Regular Expression Acceleration

Getting Started

In order to prepare the framework for use, it is first necessary to build it. As mentioned in L1 regex-VM, we re-used VM instructions and compiler from popular Oniguruma library, which is the foundation of current Ruby regex implementation.

To fit the instructions into FPGA and achieve reasonable performance, we cannot simply move the original Oniguruma-like OPs into our implementation without optimizing it. Thus, the post-compiled OPs for FPGA is quite different from the one in Oniguruma. A software compiler which is responsible for tranforming the post-compiled OPs to our desired instructions is provided in L1/src/sw.

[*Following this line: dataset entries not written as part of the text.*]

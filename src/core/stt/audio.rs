//! Audio normalization for recognition.
//!
//! Any supported container (wav, mp3, flac, ogg/vorbis, ...) is decoded to
//! 16 kHz mono `f32`. These are blocking calls; run them through
//! `spawn_blocking`.

use std::fs::File;
use std::io::Read;
use std::path::Path;

use hound::{SampleFormat, WavReader};
use symphonia::core::audio::SampleBuffer;
use symphonia::core::codecs::{CODEC_TYPE_NULL, DecoderOptions};
use symphonia::core::errors::Error as SymphoniaError;
use symphonia::core::formats::FormatOptions;
use symphonia::core::io::MediaSourceStream;
use symphonia::core::meta::MetadataOptions;
use symphonia::core::probe::Hint;
use tracing::{debug, warn};

use super::base::{RecognitionError, RecognitionResult};

/// Sample rate the recognition model expects
pub const SAMPLE_RATE: u32 = 16_000;

/// Frame size for energy gating (100ms at 16kHz)
pub const ENERGY_FRAME: usize = 1_600;

/// Decode an audio file to 16 kHz mono samples.
///
/// An empty file decodes to no samples rather than an error.
pub fn decode_file(path: &Path) -> RecognitionResult<Vec<f32>> {
    let mut magic = [0u8; 4];
    let read = File::open(path)?.read(&mut magic)?;
    if read == 0 {
        return Ok(Vec::new());
    }

    if read == 4 && &magic == b"RIFF" {
        match load_wav(path) {
            Ok(samples) => return Ok(samples),
            Err(e) => debug!("hound could not read {:?} ({}), trying symphonia", path, e),
        }
    }

    load_with_symphonia(path)
}

fn load_wav(path: &Path) -> RecognitionResult<Vec<f32>> {
    let mut reader = WavReader::open(path)
        .map_err(|e| RecognitionError::InvalidAudio(format!("Failed to open WAV: {e}")))?;
    let spec = reader.spec();
    debug!(
        "Decoding WAV: {} Hz, {} channels, {} bits",
        spec.sample_rate, spec.channels, spec.bits_per_sample
    );

    let samples: Vec<f32> = match spec.sample_format {
        SampleFormat::Float => reader
            .samples::<f32>()
            .collect::<Result<_, _>>()
            .map_err(|e| RecognitionError::InvalidAudio(format!("Failed to read samples: {e}")))?,
        SampleFormat::Int => {
            let scale = (1i64 << (spec.bits_per_sample.clamp(1, 32) - 1)) as f32;
            reader
                .samples::<i32>()
                .map(|s| s.map(|sample| sample as f32 / scale))
                .collect::<Result<_, _>>()
                .map_err(|e| {
                    RecognitionError::InvalidAudio(format!("Failed to read samples: {e}"))
                })?
        }
    };

    let mono = downmix(samples, spec.channels as usize);
    Ok(resample(&mono, spec.sample_rate, SAMPLE_RATE))
}

fn load_with_symphonia(path: &Path) -> RecognitionResult<Vec<f32>> {
    let file = File::open(path)?;
    let mss = MediaSourceStream::new(Box::new(file), Default::default());

    let mut hint = Hint::new();
    if let Some(ext) = path.extension().and_then(|e| e.to_str()) {
        hint.with_extension(ext);
    }

    let probed = symphonia::default::get_probe()
        .format(
            &hint,
            mss,
            &FormatOptions::default(),
            &MetadataOptions::default(),
        )
        .map_err(|e| RecognitionError::InvalidAudio(format!("Unrecognized audio format: {e}")))?;

    let mut format = probed.format;
    let track = format
        .tracks()
        .iter()
        .find(|t| t.codec_params.codec != CODEC_TYPE_NULL)
        .ok_or_else(|| RecognitionError::InvalidAudio("No audio tracks found".to_string()))?;

    let track_id = track.id;
    let codec_params = track.codec_params.clone();
    let mut sample_rate = codec_params.sample_rate;
    let mut channels = codec_params.channels.map(|c| c.count()).unwrap_or(0);

    let mut decoder = symphonia::default::get_codecs()
        .make(&codec_params, &DecoderOptions::default())
        .map_err(|e| RecognitionError::InvalidAudio(format!("Unsupported codec: {e}")))?;

    let mut samples = Vec::new();
    let mut sample_buf: Option<SampleBuffer<f32>> = None;

    loop {
        let packet = match format.next_packet() {
            Ok(packet) => packet,
            Err(SymphoniaError::IoError(e)) if e.kind() == std::io::ErrorKind::UnexpectedEof => {
                break;
            }
            Err(SymphoniaError::ResetRequired) => break,
            Err(e) => {
                return Err(RecognitionError::InvalidAudio(format!(
                    "Failed to read packet: {e}"
                )));
            }
        };

        if packet.track_id() != track_id {
            continue;
        }

        let decoded = match decoder.decode(&packet) {
            Ok(decoded) => decoded,
            Err(SymphoniaError::DecodeError(e)) => {
                warn!("Skipping undecodable packet: {}", e);
                continue;
            }
            Err(e) => {
                return Err(RecognitionError::InvalidAudio(format!("Failed to decode: {e}")));
            }
        };

        let spec = *decoded.spec();
        sample_rate.get_or_insert(spec.rate);
        if channels == 0 {
            channels = spec.channels.count();
        }

        let needs_new_buf = sample_buf
            .as_ref()
            .is_none_or(|buf| buf.capacity() < decoded.capacity() * spec.channels.count());
        if needs_new_buf {
            sample_buf = Some(SampleBuffer::<f32>::new(decoded.capacity() as u64, spec));
        }

        if let Some(buf) = sample_buf.as_mut() {
            buf.copy_interleaved_ref(decoded);
            samples.extend_from_slice(buf.samples());
        }
    }

    let sample_rate = sample_rate.ok_or_else(|| {
        RecognitionError::InvalidAudio("Could not determine sample rate".to_string())
    })?;
    debug!(
        "Decoded {} samples via symphonia: {} Hz, {} channels",
        samples.len(),
        sample_rate,
        channels
    );

    let mono = downmix(samples, channels.max(1));
    Ok(resample(&mono, sample_rate, SAMPLE_RATE))
}

/// Average interleaved channels into one
fn downmix(samples: Vec<f32>, channels: usize) -> Vec<f32> {
    if channels <= 1 {
        return samples;
    }
    samples
        .chunks(channels)
        .map(|chunk| chunk.iter().sum::<f32>() / chunk.len() as f32)
        .collect()
}

/// Linear-interpolation resampling
pub fn resample(samples: &[f32], from_rate: u32, to_rate: u32) -> Vec<f32> {
    if from_rate == to_rate || samples.is_empty() || from_rate == 0 {
        return samples.to_vec();
    }

    let ratio = from_rate as f64 / to_rate as f64;
    let new_len = ((samples.len() as f64) / ratio).floor().max(1.0) as usize;
    let last = samples.len() - 1;

    (0..new_len)
        .map(|i| {
            let pos = i as f64 * ratio;
            let idx = (pos as usize).min(last);
            let next = (idx + 1).min(last);
            let frac = (pos - idx as f64) as f32;
            samples[idx] + (samples[next] - samples[idx]) * frac
        })
        .collect()
}

/// RMS energy of a block of samples
pub fn compute_energy(samples: &[f32]) -> f32 {
    if samples.is_empty() {
        return 0.0;
    }
    let sum_squares: f32 = samples.iter().map(|&s| s * s).sum();
    (sum_squares / samples.len() as f32).sqrt()
}

/// True when no frame of `samples` reaches `threshold` RMS energy
pub fn is_silent(samples: &[f32], threshold: f32) -> bool {
    samples
        .chunks(ENERGY_FRAME)
        .all(|frame| compute_energy(frame) < threshold)
}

Builds the libxfcompile.so (the software compiler) simply by:

cd xf_DataAnalytics/L3/tests/re_test/re_compile
make

After the build is complete, libxfcompile.so should be available in L3/tests/re_test/re_compile/lib/lib.

Example Usage

At first, you have to set up the global parameters to specify the hardware and software scale you want to build. Take those parameters in L3/tests/re_test/kernel/general_config.hpp as an example.

Note

The hardware related parameters will be used to generate the hardware reEngineKernel.

The software ones will be used to generate the L3 RegexEngine objects.

Secondly, you definitely want to compile the regex pattern to see if it is a valid one and supprted by our regex-VM hardware before triggering the regex matching process.

// define your RE pattern
std::string pattern = "your-regular-expression-pattern";
// instantiate RegexEngine object
xf::data_analytics::text::re::RegexEngine reInst(path_to_xclbin, 0, // device config
        instr_depth, cclass_nm, cpgp_nm, // re limits
        msg_sz, slice_sz, slice_nm); // processing needs
// corresponding error code
xf::data_analytics::text::re::ErrCode err_code;
// compile RE pattern
err_code = reInst.compile(pattern);
// error occurs
if (err_code != 0) {
    return -1;
}

Then, you should allocate memory for each buffer. The utilities are provided in L3/include/sw/xf_data_analytics/text

// enumerations
enum {
    // Max number of messages in a section
    MAX_MSG_DEPTH = 250000000,
    // Max length of message in byte
    // XXX: actual max supported message length is defined in general configuration (general_config.hpp)
    // This one is used to split the input into several processing sections
    MAX_MSG_LEN = 65536,
    // Max number of lines in a single section
    MAX_LNM = 6000000,
    // 20 for 19 capturing groups at most
    MAX_OUT_DEPTH = MAX_LNM * 20
};

// utility for allocating the buffers
x_utils::MM mm;
// message buffer
uint64_t* msg_buff = mm.aligned_alloc<uint64_t>(MAX_MSG_DEPTH);
// offset address buffer
uint32_t* offt_buff = mm.aligned_alloc<uint32_t>(MAX_LNM);
// length of each message buffer
uint16_t* len_buff = mm.aligned_alloc<uint16_t>(MAX_LNM);
// output buffer
uint32_t* out_buff = mm.aligned_alloc<uint32_t>(MAX_OUT_DEPTH);

Feeds each buffer according to the format provided in L3/tests/re_test/host/main.cpp, and call the mathcing process by:

// make sure the number of length (lnm) is greater than 0
err_code = reInst.match(lnm, msg_buff, offt_buff, len_buff, out_buff);

After the matching process complete, you’ll get the corresponding results in out_buff with the format:

Result Buffer Format

Finally, do what you want with the results, like asserting whether a line of log is matched or extracting the captured sub-strings with the begin/end offsets provided in each capturing group.